Unleashing D'Amore-McKim potential with the DASH_Box
At Northeastern University, AI research thrives on cutting-edge computing power. With over 50,000 CPU cores and 500+ GPUs in the Discovery compute cluster, researchers have access to immense resources. But here's the thing: sometimes, you don't need all that firepower to get started.
That's where the DASH_Box comes in. This local computing solution is designed for usability and puts powerful AI capabilities at the fingertips of D'Amore-McKim researchers. Whether they're fine-tuning models, running experiments, or testing new ideas, the DASH_Box makes high-performance computing faster, more accessible, and seamlessly integrated into their workflow. It's not about replacing large-scale infrastructure; it's about making AI research more efficient, one breakthrough at a time.
Key applications of “The Box” in Debashish's research
In the world of empirical research, cleaning and processing large-scale datasets can be a time-consuming challenge, especially when dealing with raw, unstructured data from platforms like Kickstarter. Debashish Ghose's research analyzes Kickstarter project data to uncover trends and patterns. However, working with over 25GB of raw data presented significant computational challenges. Before using The Box, his local machine struggled with memory (RAM) limitations, forcing him to spend valuable time modifying scripts to overcome hardware constraints.

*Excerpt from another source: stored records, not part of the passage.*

//! The vendor-API trait — the abstraction over the hosted assistant service.
//!
//! The agent calls these operations without knowing whether it is talking
//! to the real HTTP surface or a test double. The reqwest implementation
//! lives in `attache-client`.

use async_trait::async_trait;
use serde::{Deserialize, Serialize};

use crate::error::ApiError;
use crate::event::RunEvent;
use crate::message::{AssistantId, ThreadId, VectorStoreId};

/// Sort order for paged listings.
#[derive(Debug, Clone, Copy, PartialEq, Eq, Serialize, Deserialize)]
#[serde(rename_all = "lowercase")]
pub enum ListOrder {
    /// Oldest first
    Asc,
    /// Newest first
    Desc,
}

impl ListOrder {
    pub fn as_str(&self) -> &'static str {
        match self {
            Self::Asc => "asc",
            Self::Desc => "desc",
        }
    }
}

/// One page request in a cursor-based listing.
#[derive(Debug, Clone, Serialize, Deserialize)]
pub struct PageRequest {
    pub order: ListOrder,

    /// Cursor: the id of the last item on the previous page
    #[serde(default, skip_serializing_if = "Option::is_none")]
    pub after: Option<String>,

    #[serde(default, skip_serializing_if = "Option::is_none")]
    pub limit: Option<u32>,
}

impl PageRequest {
    /// First page, oldest first.
    pub fn oldest_first() -> Self {
        Self {
            order: ListOrder::Asc,
            after: None,
            limit: None,
        }
    }

    /// Single newest item.
    pub fn newest() -> Self {
        Self {
            order: ListOrder::Desc,
            after: None,
            limit: Some(1),
        }
    }

    pub fn with_after(mut self, after: impl Into<String>) -> Self {
        self.after = Some(after.into());
        self
    }

    pub fn with_limit(mut self, limit: u32) -> Self {
        self.limit = Some(limit);
        self
    }
}

/// One content part inside a thread message.
#[derive(Debug, Clone, PartialEq, Eq, Serialize, Deserialize)]
#[serde(tag = "type", rename_all = "snake_case")]
pub enum MessageContent {
    Text { text: TextContent },
    ImageFile { image_file: ImageFileContent },
}

#[derive(Debug, Clone, PartialEq, Eq, Serialize, Deserialize)]
pub struct TextContent {
    pub value: String,
}

#[derive(Debug, Clone, PartialEq, Eq, Serialize, Deserialize)]
pub struct ImageFileContent {
    pub file_id: String,
}

/// A message stored on a remote thread.
#[derive(Debug, Clone, Serialize, Deserialize)]
pub struct ThreadMessage {
    pub id: String,
    pub role: String,
    pub content: Vec<MessageContent>,
}

impl ThreadMessage {
    /// The first text-typed content part, if any.
    pub fn first_text(&self) -> Option<&str> {
        self.content.iter().find_map(|part| match part {
            MessageContent::Text { text } => Some(text.value.as_str()),
            MessageContent::ImageFile { .. } => None,
        })
    }
}

/// One page of thread messages.
#[derive(Debug, Clone, Serialize, Deserialize)]
pub struct MessagePage {
    pub data: Vec<ThreadMessage>,

    /// Cursor for the next page
    #[serde(default)]
    pub last_id: Option<String>,

    /// Whether another page exists
    #[serde(default)]
    pub has_more: bool,
}

/// Vendor acknowledgement of a deletion.
#[derive(Debug, Clone, Serialize, Deserialize)]
pub struct DeletionStatus {
    pub id: String,
    pub deleted: bool,
}

/// A file stored in the vendor file store.
#[derive(Debug, Clone, Serialize, Deserialize)]
pub struct FileObject {
    pub id: String,
    pub filename: String,
    #[serde(default)]
    pub bytes: u64,
}

/// Why a file is being uploaded.
#[derive(Debug, Clone, Copy, PartialEq, Eq, Serialize, Deserialize)]
#[serde(rename_all = "snake_case")]
pub enum FilePurpose {
    Assistants,
}

impl FilePurpose {
    pub fn as_str(&self) -> &'static str {
        match self {
            Self::Assistants => "assistants",
        }
    }
}

/// Tool resources attached to a thread.
#[derive(Debug, Clone, Default, PartialEq, Eq, Serialize, Deserialize)]
pub struct ToolResources {
    #[serde(default, skip_serializing_if = "Option::is_none")]
    pub code_interpreter: Option<CodeInterpreterResources>,

    #[serde(default, skip_serializing_if = "Option::is_none")]
    pub file_search: Option<FileSearchResources>,
}

#[derive(Debug, Clone, Default, PartialEq, Eq, Serialize, Deserialize)]
pub struct CodeInterpreterResources {
    #[serde(default)]
    pub file_ids: Vec<String>,
}

#[derive(Debug, Clone, Default, PartialEq, Eq, Serialize, Deserialize)]
pub struct FileSearchResources {
    #[serde(default)]
    pub vector_store_ids: Vec<String>,
}

/// Indexing state of a vector-store file batch.
#[derive(Debug, Clone, Copy, PartialEq, Eq, Serialize, Deserialize)]
#[serde(rename_all = "snake_case")]
pub enum BatchStatus {
    InProgress,
    Completed,
    Failed,
    Cancelled,
}

impl BatchStatus {
    pub fn is_terminal(&self) -> bool {
        !matches!(self, Self::InProgress)
    }
}

impl std::fmt::Display for BatchStatus {
    fn fmt(&self, f: &mut std::fmt::Formatter<'_>) -> std::fmt::Result {
        let s = match self {
            Self::InProgress => "in_progress",
            Self::Completed => "completed",
            Self::Failed => "failed",
            Self::Cancelled => "cancelled",
        };
        write!(f, "{s}")
    }
}

/// A batch of files being indexed into a vector store.
#[derive(Debug, Clone, Serialize, Deserialize)]
pub struct VectorStoreFileBatch {
    pub id: String,
    pub status: BatchStatus,
}

/// The vendor assistant-platform surface the agent depends on.
///
/// One method per remote operation the handlers need. Implementations:
/// the HTTP client in `attache-client`, mocks in tests.
#[async_trait]
pub trait AssistantsApi: Send + Sync {
    /// Append a message to a thread.
    async fn create_message(
        &self,
        thread_id: &ThreadId,
        role: &str,
        content: &str,
    ) -> std::result::Result<ThreadMessage, ApiError>;

    /// List one page of thread messages.
    async fn list_messages(
        &self,
        thread_id: &ThreadId,
        page: PageRequest,
    ) -> std::result::Result<MessagePage, ApiError>;

    /// Delete a thread message by id.
    async fn delete_message(
        &self,
        thread_id: &ThreadId,
        message_id: &str,
    ) -> std::result::Result<DeletionStatus, ApiError>;

    /// Start a streaming run and return its event channel.
    ///
    /// The channel closes when the vendor ends the stream; a terminal
    /// `RunEvent::RunCompleted` arrives before closure on a clean end.
    async fn stream_run(
        &self,
        thread_id: &ThreadId,
        assistant_id: &AssistantId,
    ) -> std::result::Result<
        tokio::sync::mpsc::Receiver<std::result::Result<RunEvent, ApiError>>,
        ApiError,
    >;

    /// Upload a fully-buffered file to the vendor file store.
    async fn upload_file(
        &self,
        filename: &str,
        bytes: Vec<u8>,
        purpose: FilePurpose,
    ) -> std::result::Result<FileObject, ApiError>;

    /// Read a thread's current tool resources.
    async fn thread_tool_resources(
        &self,
        thread_id: &ThreadId,
    ) -> std::result::Result<Option<ToolResources>, ApiError>;

    /// Replace a thread's tool resources.
    async fn update_thread_tool_resources(
        &self,
        thread_id: &ThreadId,
        resources: ToolResources,
    ) -> std::result::Result<(), ApiError>;

    /// Start indexing uploaded files into a vector store.
    async fn create_file_batch(
        &self,
        store_id: &VectorStoreId,
        file_ids: Vec<String>,
    ) -> std::result::Result<VectorStoreFileBatch, ApiError>;

    /// Poll the indexing state of a file batch.
    async fn get_file_batch(
        &self,
        store_id: &VectorStoreId,
        batch_id: &str,
    ) -> std::result::Result<VectorStoreFileBatch, ApiError>;
}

The Box has empowered Ghose to efficiently manage and process large-scale web-scraped data, performing tasks such as:
- Cleaning and compiling panel datasets from raw data
- Parsing JSON-like text fields that are incorrectly formatted
- Inferring gender from project creator names using AI models
- Fixing location data errors to improve dataset accuracy
- Measuring linguistic markers, such as “confidence” and “sentiment,” from short text inputs
These tasks, which once required intensive manual intervention, are now automated and streamlined, allowing Debashish to focus on higher-level analysis and interpretation.
One of the most exciting aspects for Ghose is the integration of large language models (LLMs) in his ETL (Extract, Transform, Load) pipeline. With The Box's powerful GPU capabilities, he can now:
- Use LLMs to correct and refine raw data, improving the quality of his datasets
- Analyze linguistic markers to assess the impact of confidence in language on project outcomes
- Enhance data accuracy by incorporating AI-based error correction, replacing older tools like LIWC, which were prone to errors when analyzing short text inputs
Measuring impact: Bigger, better datasets with AI correction
The impact of The Box is already evident in the quality and scale of Ghose's datasets. Previously, a hardcoded approach to cleaning and inferring gender from names led to dropping two-thirds of his raw data due to minor errors in spelling, formatting, and JSON structures. “Using the LLM to ‘correct' the data before inference is likely to generate a better, bigger dataset. The Box is helping me retain and analyze more data, which improves the quality of my findings,” he says.
He says a key factor in his success was the support from the DASH team. They modified his existing R code and provided a Python script that allowed him to run processes directly from his local machine.